Danish filmmaker Sonja Vesterholt knows something about this kind of science-fictional isolation. Indeed, she’s lived through it. “I grew up in Leningrad with an infinite love of science fiction,” she says. “But then, I lived in the Soviet Union, which was itself pure science fiction. Communism was an idea: a premise. And for seventy years people made enormous efforts to turn that premise into a reality. The premise of communism was the existence of a better life. It could be done. The dream could come true. We all had these dreams.”
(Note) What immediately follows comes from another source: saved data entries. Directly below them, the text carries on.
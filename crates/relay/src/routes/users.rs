//! User lifecycle handlers.

use axum::{
    Json, Router,
    extract::{Path, State, rejection::JsonRejection},
    http::StatusCode,
    routing::{get, put},
};
use cartsync_core::{Email, EmailError};
use serde::{Deserialize, Serialize};
use tracing::instrument;

use crate::error::{AppError, Result};
use crate::models::{User, UserUpdate};
use crate::services::RemoteSubscriber;
use crate::state::AppState;

/// Build the user router, mounted at `/users`.
pub fn router() -> Router<AppState> {
    Router::new()
        .route("/", get(list).post(register))
        .route("/remote", get(list_remote))
        .route("/verify-mailchimp", get(verify_mailchimp))
        .route("/{email}", put(update))
}

/// Body of `POST /users`.
#[derive(Debug, Deserialize)]
pub struct RegisterRequest {
    pub name: Option<String>,
    pub email: Option<String>,
}

/// Body of `PUT /users/{email}`.
#[derive(Debug, Default, Deserialize)]
pub struct UpdateRequest {
    pub name: Option<String>,
    pub email: Option<String>,
}

/// Response for a successful connectivity check.
#[derive(Debug, Serialize)]
pub struct MessageResponse {
    pub message: &'static str,
}

fn validation(err: EmailError) -> AppError {
    AppError::Validation(err.to_string())
}

/// Register a user and subscribe them to the list.
///
/// # Errors
///
/// Returns 400 for a missing name, a missing or malformed email, or an
/// unreadable body; otherwise whatever the platform call produced.
#[instrument(skip(state, payload))]
pub async fn register(
    State(state): State<AppState>,
    payload: std::result::Result<Json<RegisterRequest>, JsonRejection>,
) -> Result<(StatusCode, Json<User>)> {
    let Json(body) = payload?;

    let (Some(name), Some(email)) = (
        body.name.filter(|n| !n.is_empty()),
        body.email.filter(|e| !e.is_empty()),
    ) else {
        return Err(AppError::Validation(
            "Name and email are required".to_string(),
        ));
    };
    let email = Email::parse(&email).map_err(validation)?;

    let user = state.users().register(&name, email).await?;
    Ok((StatusCode::CREATED, Json(user)))
}

/// Update the user registered under the path email.
///
/// # Errors
///
/// Returns 400 for a malformed replacement email, 404 if no user is
/// registered under the path email.
#[instrument(skip(state, payload))]
pub async fn update(
    State(state): State<AppState>,
    Path(email): Path<String>,
    payload: std::result::Result<Json<UpdateRequest>, JsonRejection>,
) -> Result<Json<User>> {
    if email.is_empty() {
        return Err(validation(EmailError::Empty));
    }
    let Json(body) = payload?;

    let new_email = body
        .email
        .filter(|e| !e.is_empty())
        .map(|e| Email::parse(&e))
        .transpose()
        .map_err(validation)?;

    // Stored emails are always well-formed, so a malformed key cannot match
    let current =
        Email::parse(&email).map_err(|_| AppError::NotFound("User not found".to_string()))?;

    let update = UserUpdate {
        name: body.name.filter(|n| !n.is_empty()),
        email: new_email,
    };
    let user = state.users().update(&current, &update).await?;
    Ok(Json(user))
}

/// Local users in registration order.
pub async fn list(State(state): State<AppState>) -> Json<Vec<User>> {
    Json(state.users().list().await)
}

/// Every member of the marketing list.
///
/// # Errors
///
/// Returns an error if the platform cannot be listed.
pub async fn list_remote(State(state): State<AppState>) -> Result<Json<Vec<RemoteSubscriber>>> {
    Ok(Json(state.users().list_remote().await?))
}

/// Ping the marketing platform.
///
/// # Errors
///
/// Returns 503 if the platform cannot be reached.
pub async fn verify_mailchimp(State(state): State<AppState>) -> Result<Json<MessageResponse>> {
    state.users().verify_connection().await?;
    Ok(Json(MessageResponse {
        message: "Mailchimp connection verified",
    }))
}

#[cfg(test)]
#[allow(clippy::unwrap_used)]
mod tests {
    use std::sync::Arc;

    use axum::body::{Body, to_bytes};
    use axum::http::{Request, header};
    use serde_json::{Value, json};
    use tower::ServiceExt;

    use super::*;
    use crate::db::InMemoryDirectory;
    use crate::services::MarketingError;
    use crate::services::fake::{Call, FakePlatform, Op};

    fn app() -> (Router, Arc<FakePlatform>) {
        let platform = Arc::new(FakePlatform::new());
        let state = AppState::new(Arc::new(InMemoryDirectory::new()), platform.clone());
        let app = Router::new().nest("/users", router()).with_state(state);
        (app, platform)
    }

    fn json_request(method: &str, uri: &str, body: &Value) -> Request<Body> {
        Request::builder()
            .method(method)
            .uri(uri)
            .header(header::CONTENT_TYPE, "application/json")
            .body(Body::from(body.to_string()))
            .unwrap()
    }

    fn get(uri: &str) -> Request<Body> {
        Request::get(uri).body(Body::empty()).unwrap()
    }

    async fn send(app: &Router, request: Request<Body>) -> (StatusCode, Value) {
        let response = app.clone().oneshot(request).await.unwrap();
        let status = response.status();
        let bytes = to_bytes(response.into_body(), usize::MAX).await.unwrap();
        let body = serde_json::from_slice(&bytes).unwrap_or(Value::Null);
        (status, body)
    }

    #[tokio::test]
    async fn test_register_returns_created_user() {
        let (app, _) = app();
        let (status, body) = send(
            &app,
            json_request("POST", "/users", &json!({"name": "Jane Doe", "email": "jane@x.com"})),
        )
        .await;

        assert_eq!(status, StatusCode::CREATED);
        assert_eq!(body["id"], 1);
        assert_eq!(body["name"], "Jane Doe");
        assert_eq!(body["email"], "jane@x.com");
        assert!(body["signupDate"].is_string());
    }

    #[tokio::test]
    async fn test_register_rejects_invalid_email_without_side_effects() {
        let (app, platform) = app();

        for email in ["", "jane", "jane@x", "ja ne@x.com", "@x.com"] {
            let (status, body) = send(
                &app,
                json_request("POST", "/users", &json!({"name": "Jane", "email": email})),
            )
            .await;
            assert_eq!(status, StatusCode::BAD_REQUEST, "{email}");
            assert_eq!(body["error"], "validation_error");
        }

        let (_, users) = send(&app, get("/users")).await;
        assert_eq!(users, json!([]));
        assert!(platform.calls().is_empty());
    }

    #[tokio::test]
    async fn test_register_requires_name_and_email() {
        let (app, _) = app();
        let (status, body) = send(&app, json_request("POST", "/users", &json!({"name": "Jane"}))).await;
        assert_eq!(status, StatusCode::BAD_REQUEST);
        assert_eq!(body["message"], "Name and email are required");
    }

    #[tokio::test]
    async fn test_register_accepts_whitespace_name() {
        let (app, _) = app();
        let (status, body) = send(
            &app,
            json_request("POST", "/users", &json!({"name": " ", "email": "jane@x.com"})),
        )
        .await;
        assert_eq!(status, StatusCode::CREATED);
        assert_eq!(body["name"], " ");
    }

    #[tokio::test]
    async fn test_register_malformed_body_is_bad_request() {
        let (app, _) = app();
        let request = Request::post("/users")
            .header(header::CONTENT_TYPE, "application/json")
            .body(Body::from("{not json"))
            .unwrap();
        let (status, body) = send(&app, request).await;
        assert_eq!(status, StatusCode::BAD_REQUEST);
        assert_eq!(body["error"], "validation_error");
    }

    #[tokio::test]
    async fn test_register_platform_failure_keeps_user() {
        let (app, platform) = app();
        platform.fail(
            Op::Add,
            MarketingError::Api {
                status: 400,
                title: "Invalid Resource".to_string(),
                detail: "jane@x.com looks fake or invalid".to_string(),
            },
        );

        let (status, body) = send(
            &app,
            json_request("POST", "/users", &json!({"name": "Jane Doe", "email": "jane@x.com"})),
        )
        .await;
        assert_eq!(status, StatusCode::BAD_GATEWAY);
        assert_eq!(body["error"], "remote_api_error");
        assert!(
            body["message"]
                .as_str()
                .unwrap()
                .contains("jane@x.com looks fake or invalid")
        );

        let (_, users) = send(&app, get("/users")).await;
        assert_eq!(users[0]["email"], "jane@x.com");
    }

    #[tokio::test]
    async fn test_update_changes_name_only() {
        let (app, _) = app();
        let (_, created) = send(
            &app,
            json_request("POST", "/users", &json!({"name": "Jane Doe", "email": "jane@x.com"})),
        )
        .await;

        let (status, updated) = send(
            &app,
            json_request("PUT", "/users/jane@x.com", &json!({"name": "Jane Smith"})),
        )
        .await;
        assert_eq!(status, StatusCode::OK);
        assert_eq!(updated["name"], "Jane Smith");
        assert_eq!(updated["id"], created["id"]);
        assert_eq!(updated["signupDate"], created["signupDate"]);
        assert_eq!(updated["email"], "jane@x.com");
    }

    #[tokio::test]
    async fn test_update_ignores_empty_fields() {
        let (app, platform) = app();
        send(
            &app,
            json_request("POST", "/users", &json!({"name": "Jane Doe", "email": "jane@x.com"})),
        )
        .await;

        let (status, updated) = send(
            &app,
            json_request("PUT", "/users/jane@x.com", &json!({"name": "", "email": ""})),
        )
        .await;
        assert_eq!(status, StatusCode::OK);
        assert_eq!(updated["name"], "Jane Doe");
        assert_eq!(updated["email"], "jane@x.com");
        assert!(
            platform
                .calls()
                .iter()
                .any(|c| matches!(c, Call::Update { email, .. } if email == "jane@x.com"))
        );
    }

    #[tokio::test]
    async fn test_update_rejects_invalid_new_email() {
        let (app, platform) = app();
        send(
            &app,
            json_request("POST", "/users", &json!({"name": "Jane Doe", "email": "jane@x.com"})),
        )
        .await;

        let (status, body) = send(
            &app,
            json_request("PUT", "/users/jane@x.com", &json!({"email": "nope"})),
        )
        .await;
        assert_eq!(status, StatusCode::BAD_REQUEST);
        assert_eq!(body["message"], "Invalid email format");
        assert_eq!(platform.calls().len(), 1);
    }

    #[tokio::test]
    async fn test_update_unknown_user_is_not_found() {
        let (app, platform) = app();
        for uri in ["/users/ghost@x.com", "/users/not-an-email"] {
            let (status, body) = send(&app, json_request("PUT", uri, &json!({"name": "X"}))).await;
            assert_eq!(status, StatusCode::NOT_FOUND, "{uri}");
            assert_eq!(body["error"], "not_found");
        }
        assert!(platform.calls().is_empty());
    }

    #[tokio::test]
    async fn test_list_remote() {
        let (app, platform) = app();
        platform.seed("jane@x.com", "Jane Doe", &["VIP"]);

        let (status, body) = send(&app, get("/users/remote")).await;
        assert_eq!(status, StatusCode::OK);
        assert_eq!(body[0]["email_address"], "jane@x.com");
        assert_eq!(platform.calls(), vec![Call::List]);
    }

    #[tokio::test]
    async fn test_list_remote_failure() {
        let (app, platform) = app();
        platform.fail(Op::List, MarketingError::Connectivity("refused".to_string()));

        let (status, body) = send(&app, get("/users/remote")).await;
        assert_eq!(status, StatusCode::SERVICE_UNAVAILABLE);
        assert!(
            body["message"]
                .as_str()
                .unwrap()
                .starts_with("Failed to get users from Mailchimp")
        );
    }

    #[tokio::test]
    async fn test_verify_mailchimp() {
        let (app, platform) = app();
        let (status, body) = send(&app, get("/users/verify-mailchimp")).await;
        assert_eq!(status, StatusCode::OK);
        assert_eq!(body, json!({"message": "Mailchimp connection verified"}));

        platform.fail(Op::Ping, MarketingError::Connectivity("refused".to_string()));
        let (status, body) = send(&app, get("/users/verify-mailchimp")).await;
        assert_eq!(status, StatusCode::SERVICE_UNAVAILABLE);
        assert_eq!(body["error"], "connectivity_error");
    }
}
Vesterholt remembers in particular The Road to the Stars (“Doroga k Zvezdam”, 1957) – a meticulous, scientifically accurate vision of the physics, engineering, ergonomics and potential of space travel. Because the film’s release coincided with the launch of Sputnik, it was a celebrated, widely distributed piece of work.
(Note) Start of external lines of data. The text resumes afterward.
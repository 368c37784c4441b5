//! Cartsync relay library.
//!
//! Relays user-registration and abandoned-cart events from the storefront
//! to a Mailchimp audience. Exposed as a library so the router can be booted
//! in-process by the integration tests.

#![cfg_attr(not(test), forbid(unsafe_code))]

pub mod config;
pub mod db;
pub mod error;
pub mod middleware;
pub mod models;
pub mod routes;
pub mod services;
pub mod state;
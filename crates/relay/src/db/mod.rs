//! Local user storage.
//!
//! The relay keeps registered users in process memory only; nothing
//! survives a restart. Storage sits behind the [`SubscriberDirectory`]
//! trait so handlers and tests never depend on the concrete store.

pub mod users;

pub use users::{InMemoryDirectory, SubscriberDirectory};

use thiserror::Error;

/// Errors from directory operations.
#[derive(Debug, Error, PartialEq, Eq)]
pub enum RepositoryError {
    /// Name was empty.
    #[error("Name is required")]
    InvalidName,

    /// No user is registered under this email.
    #[error("User not found: {0}")]
    NotFound(String),
}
Forty-one years later, in 1998, Sonja got a call from a friend: did she want to meet the director? Pavel Vladimirovich Klushantsev was an old man by then, his films and visions of a peaceful colonisation of the High Frontier long forgotten. Or not quite: half a world away, a small group of Hollywood effects designers were sharing memories of the man and his work – work some knew only from Corman-financed B-movie recuts with titles like Voyage to the Planet of Prehistoric Women.
For Arc 1.2, I had the tremendous good fortune to talk to Sonja about Klushantsev, who was the subject of her documentary The Star Dreamer. Klushantsev’s films conjured up a world of peace, plenty and hope and in doing so, inspired the most terrifying movies Hollywood ever made. Films like The Terminator, and Aliens. Sonja thinks this shift, from dreams to nightmares, is no accident: merely a part of our growing up.
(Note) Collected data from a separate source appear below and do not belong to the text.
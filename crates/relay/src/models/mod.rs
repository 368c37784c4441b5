//! Domain models for the relay.

pub mod cart;
pub mod user;

pub use cart::AbandonedCart;
pub use user::{User, UserUpdate};
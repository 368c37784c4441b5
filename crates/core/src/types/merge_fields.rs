//! Merge-field payloads and the list schema they depend on.
//!
//! Merge fields are named custom attributes on a list member. Each event
//! kind gets a closed record so only known fields ever reach the platform.

use serde::{Deserialize, Serialize};

use super::cart::{CartItem, format_cart_items};
use rust_decimal::Decimal;

/// Split a full name into first and last name.
///
/// The first space-separated token is the first name; the remaining tokens
/// are re-joined with single spaces. Splits on the literal space character
/// only, so a run of spaces yields empty tokens that survive the re-join.
#[must_use]
pub fn split_name(full_name: &str) -> (String, String) {
    let mut parts = full_name.split(' ');
    let first = parts.next().unwrap_or_default().to_string();
    let last = parts.collect::<Vec<_>>().join(" ");
    (first, last)
}

/// Merge fields written for user lifecycle events.
#[derive(Debug, Clone, PartialEq, Eq, Serialize, Deserialize)]
#[serde(rename_all = "UPPERCASE")]
pub struct UserMergeFields {
    pub fname: String,
    pub lname: String,
    #[serde(skip_serializing_if = "Option::is_none")]
    pub email: Option<String>,
}

impl UserMergeFields {
    /// Build name fields from a full name.
    #[must_use]
    pub fn from_name(full_name: &str) -> Self {
        let (fname, lname) = split_name(full_name);
        Self {
            fname,
            lname,
            email: None,
        }
    }

    /// Also write the `EMAIL` merge field.
    #[must_use]
    pub fn with_email(mut self, email: impl Into<String>) -> Self {
        self.email = Some(email.into());
        self
    }
}

/// Merge fields written for an abandoned cart.
#[derive(Debug, Clone, PartialEq, Eq, Serialize, Deserialize)]
pub struct CartMergeFields {
    #[serde(rename = "FNAME")]
    pub fname: String,
    #[serde(rename = "LNAME")]
    pub lname: String,
    #[serde(rename = "CARTID")]
    pub cart_id: String,
    #[serde(rename = "CARTITEMS")]
    pub cart_items: String,
    #[serde(rename = "TOTALPRICE")]
    pub total_price: String,
    #[serde(rename = "ABNDNTIME")]
    pub abandoned_at: String,
    #[serde(rename = "RETURNURL")]
    pub return_url: String,
}

impl CartMergeFields {
    /// Build the cart merge fields from the storefront's cart details.
    #[must_use]
    pub fn new(
        customer_name: &str,
        cart_id: &str,
        items: &[CartItem],
        total_price: Decimal,
        abandoned_at: &str,
        return_url: &str,
    ) -> Self {
        let (fname, lname) = split_name(customer_name);
        Self {
            fname,
            lname,
            cart_id: cart_id.to_string(),
            cart_items: format_cart_items(items),
            total_price: total_price.normalize().to_string(),
            abandoned_at: abandoned_at.to_string(),
            return_url: return_url.to_string(),
        }
    }
}

/// Merge fields for any supported event, serialized as a flat object.
#[derive(Debug, Clone, PartialEq, Eq, Serialize, Deserialize)]
#[serde(untagged)]
pub enum MergeFields {
    Cart(CartMergeFields),
    User(UserMergeFields),
}

impl From<UserMergeFields> for MergeFields {
    fn from(fields: UserMergeFields) -> Self {
        Self::User(fields)
    }
}

impl From<CartMergeFields> for MergeFields {
    fn from(fields: CartMergeFields) -> Self {
        Self::Cart(fields)
    }
}

/// Platform data type of a merge field.
#[derive(Debug, Clone, Copy, PartialEq, Eq, Serialize, Deserialize)]
#[serde(rename_all = "lowercase")]
pub enum FieldType {
    Text,
    Number,
}

/// A merge field the list must define.
#[derive(Debug, Clone, Copy, PartialEq, Eq, Serialize)]
pub struct MergeFieldSpec {
    pub tag: &'static str,
    pub name: &'static str,
    #[serde(rename = "type")]
    pub field_type: FieldType,
}

/// Merge fields the abandoned-cart flow writes, provisioned at startup.
pub const REQUIRED_MERGE_FIELDS: [MergeFieldSpec; 5] = [
    MergeFieldSpec {
        tag: "CARTID",
        name: "Cart ID",
        field_type: FieldType::Text,
    },
    MergeFieldSpec {
        tag: "CARTITEMS",
        name: "Cart Items",
        field_type: FieldType::Text,
    },
    MergeFieldSpec {
        tag: "TOTALPRICE",
        name: "Total Price",
        field_type: FieldType::Number,
    },
    MergeFieldSpec {
        tag: "ABNDNTIME",
        name: "Abandonment Time",
        field_type: FieldType::Text,
    },
    MergeFieldSpec {
        tag: "RETURNURL",
        name: "Return URL",
        field_type: FieldType::Text,
    },
];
“We already know that technical/scientific possibilities are limitless,” she says. “ It may be that in 50 years we are able to have a small, cheap flat on Mars, eat synthetic carrots and be very unhappy people. My hope is, that in 50 years we will discover the gene responsible for our cruelty to each other. Perhaps we will discover, in 50 years, that the greatest human talent is the capability of feeling another man’s pain”
Since the darkness, scale and solitude of space are, after all, an invitation to nightmares, I found myself making connections between Sonja’s stories and Prometheus, Ridley Scott’s forthcoming blockbuster, a lovingly horrific reworking of the 2001 myth. In this film, the outward urge still thrums with a horrible sort of life, and the Weyland Corporation still appeals to investors by claiming that it is “building better worlds”. The journey’s not ended. But it has got darker.
Could things have turned out otherwise?